> [AIM OF THE EXERCISE]
Look through the listing below for the word "Instant" and copy every line where it occurs.
══════════════════════════════
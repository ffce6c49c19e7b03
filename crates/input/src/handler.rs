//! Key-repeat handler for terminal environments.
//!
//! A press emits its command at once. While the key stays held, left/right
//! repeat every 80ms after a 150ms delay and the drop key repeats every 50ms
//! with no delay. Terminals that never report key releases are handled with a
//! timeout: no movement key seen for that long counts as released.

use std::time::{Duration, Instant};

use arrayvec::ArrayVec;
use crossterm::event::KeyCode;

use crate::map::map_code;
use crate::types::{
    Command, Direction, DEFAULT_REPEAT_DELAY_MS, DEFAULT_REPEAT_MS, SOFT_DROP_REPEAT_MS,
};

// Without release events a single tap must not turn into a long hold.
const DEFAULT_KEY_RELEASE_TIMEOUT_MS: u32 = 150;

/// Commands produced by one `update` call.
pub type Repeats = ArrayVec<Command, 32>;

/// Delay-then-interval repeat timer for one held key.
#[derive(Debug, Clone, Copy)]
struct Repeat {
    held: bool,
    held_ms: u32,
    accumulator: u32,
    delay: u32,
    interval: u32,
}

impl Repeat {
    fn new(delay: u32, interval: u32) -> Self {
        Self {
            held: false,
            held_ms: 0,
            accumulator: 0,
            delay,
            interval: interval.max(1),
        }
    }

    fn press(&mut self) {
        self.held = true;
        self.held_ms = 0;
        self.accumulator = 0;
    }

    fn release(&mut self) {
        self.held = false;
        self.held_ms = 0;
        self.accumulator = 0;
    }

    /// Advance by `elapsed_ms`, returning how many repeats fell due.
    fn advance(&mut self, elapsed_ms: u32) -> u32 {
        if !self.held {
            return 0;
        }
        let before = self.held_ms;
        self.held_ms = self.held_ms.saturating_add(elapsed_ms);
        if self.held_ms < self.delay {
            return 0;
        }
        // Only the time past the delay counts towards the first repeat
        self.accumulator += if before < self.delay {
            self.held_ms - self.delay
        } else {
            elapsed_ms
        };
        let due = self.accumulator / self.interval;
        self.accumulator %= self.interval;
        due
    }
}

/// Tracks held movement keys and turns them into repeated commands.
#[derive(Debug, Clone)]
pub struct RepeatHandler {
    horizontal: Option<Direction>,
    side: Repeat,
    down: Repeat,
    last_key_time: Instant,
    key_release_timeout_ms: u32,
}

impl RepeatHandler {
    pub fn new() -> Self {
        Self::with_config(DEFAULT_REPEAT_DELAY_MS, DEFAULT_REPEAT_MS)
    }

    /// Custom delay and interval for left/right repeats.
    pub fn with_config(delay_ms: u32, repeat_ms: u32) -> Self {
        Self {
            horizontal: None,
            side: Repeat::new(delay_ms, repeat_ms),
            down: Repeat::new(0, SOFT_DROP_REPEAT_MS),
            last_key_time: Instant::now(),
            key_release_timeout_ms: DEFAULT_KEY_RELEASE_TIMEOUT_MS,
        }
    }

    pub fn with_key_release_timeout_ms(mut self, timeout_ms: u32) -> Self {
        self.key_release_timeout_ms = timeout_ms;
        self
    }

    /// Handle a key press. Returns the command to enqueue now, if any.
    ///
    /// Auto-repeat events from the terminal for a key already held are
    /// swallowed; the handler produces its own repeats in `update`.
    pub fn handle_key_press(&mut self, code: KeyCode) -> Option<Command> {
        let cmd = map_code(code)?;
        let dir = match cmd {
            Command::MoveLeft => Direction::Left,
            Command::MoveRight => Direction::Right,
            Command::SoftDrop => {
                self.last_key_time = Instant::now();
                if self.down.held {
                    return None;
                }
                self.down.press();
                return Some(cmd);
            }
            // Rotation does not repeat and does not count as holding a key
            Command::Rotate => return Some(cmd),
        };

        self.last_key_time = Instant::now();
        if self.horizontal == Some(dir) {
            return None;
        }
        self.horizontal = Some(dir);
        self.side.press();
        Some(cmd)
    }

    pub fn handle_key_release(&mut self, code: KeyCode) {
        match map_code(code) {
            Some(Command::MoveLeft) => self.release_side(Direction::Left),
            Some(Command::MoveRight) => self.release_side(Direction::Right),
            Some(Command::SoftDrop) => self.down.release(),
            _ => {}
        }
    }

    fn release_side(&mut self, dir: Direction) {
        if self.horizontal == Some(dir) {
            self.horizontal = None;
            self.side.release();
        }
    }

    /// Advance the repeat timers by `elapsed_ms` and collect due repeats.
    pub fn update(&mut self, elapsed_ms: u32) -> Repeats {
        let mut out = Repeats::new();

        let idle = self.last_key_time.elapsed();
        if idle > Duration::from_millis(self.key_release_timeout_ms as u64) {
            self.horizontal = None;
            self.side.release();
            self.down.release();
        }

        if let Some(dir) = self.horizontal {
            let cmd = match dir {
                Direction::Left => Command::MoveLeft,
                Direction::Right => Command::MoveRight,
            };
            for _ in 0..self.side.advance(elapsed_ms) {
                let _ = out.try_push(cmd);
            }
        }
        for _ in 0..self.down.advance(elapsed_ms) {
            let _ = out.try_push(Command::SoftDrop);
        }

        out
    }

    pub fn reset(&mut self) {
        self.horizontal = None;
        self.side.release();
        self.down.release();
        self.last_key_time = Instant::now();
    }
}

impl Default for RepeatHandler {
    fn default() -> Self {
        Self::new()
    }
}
══════════════════════════════
> [EXPECTED ANSWER]
use std::time::{Duration, Instant};
    last_key_time: Instant,
            last_key_time: Instant::now(),
                self.last_key_time = Instant::now();
        self.last_key_time = Instant::now();
        self.last_key_time = Instant::now();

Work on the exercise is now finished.